The Treasury’s latest update on rules for the Coronavirus Job Retention Scheme has caused serious concerns for freelancers.

The guidance was updated on Friday 17 April and now states that fixed term contract PAYE freelancers cannot be re-engaged and furloughed once their contract has naturally come to an end even if they were on a contract during the relevant dates of the scheme.

TV and film workers’ union Bectu and parent union Prospect have contacted Treasury officials after the latest update asking for the new guidance to be changed.

The new guidance means freelancers whose contracts expired before 19th March could not have been furloughed as there was no JRS at that time. Lots of freelancers with contracts expiring late March to now will not have been furloughed because there was no clear guidance and they are now unable to be furloughed.

Guidance issued on 4 April explicitly stated employers could agree to re-employ someone, extend the contract and place them on furlough if they had stopped working for them.

Head of Bectu Philippa Childs said: “This U-turn is a devastating blow to PAYE freelancers across the creative industries.

“With reports suggesting that over half of freelancers are considering leaving the film and TV industry the latest iteration of the JRS guidance will only exacerbate that situation. If we see a mass exodus from the industry because of a lack of financial support during the pandemic the UK will loses it’s international competitive edge when production starts again.

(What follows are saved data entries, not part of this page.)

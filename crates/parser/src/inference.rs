//! Schema-to-type inference
//!
//! Maps a schema node to a `TypeDescriptor`. Inference is total: any node,
//! including non-mappings, yields a descriptor, with `Unknown` as the
//! fallback. References are kept shallow (`NamedRef`), so inference never
//! descends into the component table and cannot loop on recursive schemas.

use crate::resolver::{component_name, reference_of, ReferenceResolver};
use indexmap::IndexMap;
use serde_json::Value;
use specforge_common::TypeDescriptor;

const PRIMITIVES: [&str; 4] = ["string", "integer", "number", "boolean"];

/// Infers type descriptors for schemas of one document
#[derive(Debug, Clone, Copy)]
pub struct TypeInferencer<'a> {
    resolver: ReferenceResolver<'a>,
}

impl<'a> TypeInferencer<'a> {
    pub fn new(resolver: ReferenceResolver<'a>) -> Self {
        Self { resolver }
    }

    /// Infer the descriptor of a schema node
    ///
    /// Priority: `enum`, then `$ref`, then `array` with `items`, then `object`
    /// with `properties`, then primitives. An `object` without `properties`
    /// is a generic key-value type.
    ///
    /// # Examples
    /// ```
    /// use serde_json::json;
    /// use specforge_common::TypeDescriptor;
    /// use specforge_parser::{ReferenceResolver, TypeInferencer};
    ///
    /// let doc = json!({});
    /// let inferencer = TypeInferencer::new(ReferenceResolver::for_document(&doc));
    ///
    /// assert_eq!(inferencer.infer(&json!({})), TypeDescriptor::Unknown);
    /// assert_eq!(
    ///     inferencer.infer(&json!({"type": "array", "items": {"type": "integer"}})),
    ///     TypeDescriptor::array_of(TypeDescriptor::primitive("integer"))
    /// );
    /// ```
    pub fn infer(&self, schema: &Value) -> TypeDescriptor {
        let Some(node) = schema.as_object() else {
            return TypeDescriptor::Unknown;
        };

        if let Some(values) = node.get("enum").and_then(Value::as_array) {
            return TypeDescriptor::Enum(values.clone());
        }

        if let Some(pointer) = reference_of(schema) {
            return TypeDescriptor::NamedRef(component_name(pointer));
        }

        match node.get("type").and_then(Value::as_str) {
            Some("array") => match node.get("items") {
                Some(items) => TypeDescriptor::ArrayOf(Box::new(self.infer(items))),
                None => TypeDescriptor::Unknown,
            },
            Some("object") => match node.get("properties").and_then(Value::as_object) {
                Some(properties) => TypeDescriptor::ObjectOf(
                    properties
                        .iter()
                        .map(|(name, prop)| (name.clone(), self.infer(prop)))
                        .collect(),
                ),
                None => TypeDescriptor::KeyValue,
            },
            Some(name) if PRIMITIVES.contains(&name) => TypeDescriptor::primitive(name),
            _ => TypeDescriptor::Unknown,
        }
    }

    /// Infer every entry of `components.schemas`, in document order
    pub fn infer_components(&self) -> IndexMap<String, TypeDescriptor> {
        self.resolver
            .components()
            .get("schemas")
            .and_then(Value::as_object)
            .map(|schemas| {
                schemas
                    .iter()
                    .map(|(name, schema)| (name.clone(), self.infer(schema)))
                    .collect()
            })
            .unwrap_or_default()
    }
}

#[cfg(test)]
mod tests {
    use super::*;
    use serde_json::json;

    fn infer(schema: Value) -> TypeDescriptor {
        let doc = json!({});
        TypeInferencer::new(ReferenceResolver::for_document(&doc)).infer(&schema)
    }

    #[test]
    fn test_empty_schema_is_unknown() {
        assert_eq!(infer(json!({})), TypeDescriptor::Unknown);
        assert_eq!(infer(json!(null)), TypeDescriptor::Unknown);
        assert_eq!(infer(json!("string")), TypeDescriptor::Unknown);
        assert_eq!(infer(json!({"type": "file"})), TypeDescriptor::Unknown);
        assert_eq!(infer(json!({"type": 7})), TypeDescriptor::Unknown);
    }

    #[test]
    fn test_primitives() {
        for name in PRIMITIVES {
            assert_eq!(
                infer(json!({"type": name})),
                TypeDescriptor::primitive(name)
            );
        }
    }

    #[test]
    fn test_enum_wins_over_type() {
        assert_eq!(
            infer(json!({"type": "string", "enum": ["a", "b"]})),
            TypeDescriptor::Enum(vec![json!("a"), json!("b")])
        );
    }

    #[test]
    fn test_enum_wins_over_ref() {
        assert_eq!(
            infer(json!({"$ref": "#/components/schemas/Color", "enum": [1, 2]})),
            TypeDescriptor::Enum(vec![json!(1), json!(2)])
        );
    }

    #[test]
    fn test_ref_wins_over_type() {
        assert_eq!(
            infer(json!({"type": "object", "$ref": "#/components/schemas/Pet"})),
            TypeDescriptor::named("Pet")
        );
    }

    #[test]
    fn test_nested_arrays() {
        assert_eq!(
            infer(json!({"type": "array", "items": {"type": "array", "items": {"type": "integer"}}})),
            TypeDescriptor::array_of(TypeDescriptor::array_of(TypeDescriptor::primitive(
                "integer"
            )))
        );
    }

    #[test]
    fn test_array_without_items_is_unknown() {
        assert_eq!(infer(json!({"type": "array"})), TypeDescriptor::Unknown);
    }

    #[test]
    fn test_object_properties_keep_declaration_order() {
        let ty = infer(json!({
            "type": "object",
            "properties": {
                "zeta": {"type": "string"},
                "alpha": {"$ref": "#/components/schemas/Owner"},
                "mid": {"type": "boolean"}
            }
        }));

        let TypeDescriptor::ObjectOf(props) = ty else {
            panic!("expected object");
        };
        let names: Vec<&String> = props.keys().collect();
        assert_eq!(names, vec!["zeta", "alpha", "mid"]);
        assert_eq!(props["alpha"], TypeDescriptor::named("Owner"));
    }

    #[test]
    fn test_object_without_properties_is_key_value() {
        assert_eq!(infer(json!({"type": "object"})), TypeDescriptor::KeyValue);
        assert_eq!(
            infer(json!({"type": "object", "additionalProperties": {"type": "string"}})),
            TypeDescriptor::KeyValue
        );
    }

    #[test]
    fn test_infer_components_shallow_on_self_reference() {
        let doc = json!({
            "components": {
                "schemas": {
                    "Node": {
                        "type": "object",
                        "properties": {
                            "next": {"$ref": "#/components/schemas/Node"}
                        }
                    }
                }
            }
        });
        let schemas = TypeInferencer::new(ReferenceResolver::for_document(&doc)).infer_components();

        let mut props = IndexMap::new();
        props.insert("next".to_string(), TypeDescriptor::named("Node"));
        assert_eq!(schemas["Node"], TypeDescriptor::ObjectOf(props));
    }

    #[test]
    fn test_inference_is_deterministic() {
        let schema = json!({
            "type": "object",
            "properties": {"tags": {"type": "array", "items": {"enum": ["x", "y"]}}}
        });
        assert_eq!(infer(schema.clone()), infer(schema));
    }
}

“Many Bectu members felt they had been offered a life line with the previous 4 April update. Now, they are being told that is not the case. This news emerged late on the Friday night before the Job Retention Scheme portal opens with no explanation for why the decision has been taken.

“The Treasury must engage with us to understand the implications of this latest update and to take on board the solutions that we’ve proposed to make sure that freelancers in the creative industries receive vital financial support and don’t fall between the gaps of the JRS and the Self-Employed Income Support Scheme.

“Members are contacting us desperate to find out why this has happened. They deserve better than this and we are calling on the whole industry to come together to highlight the damage that this will do to the creative industries and the economy.”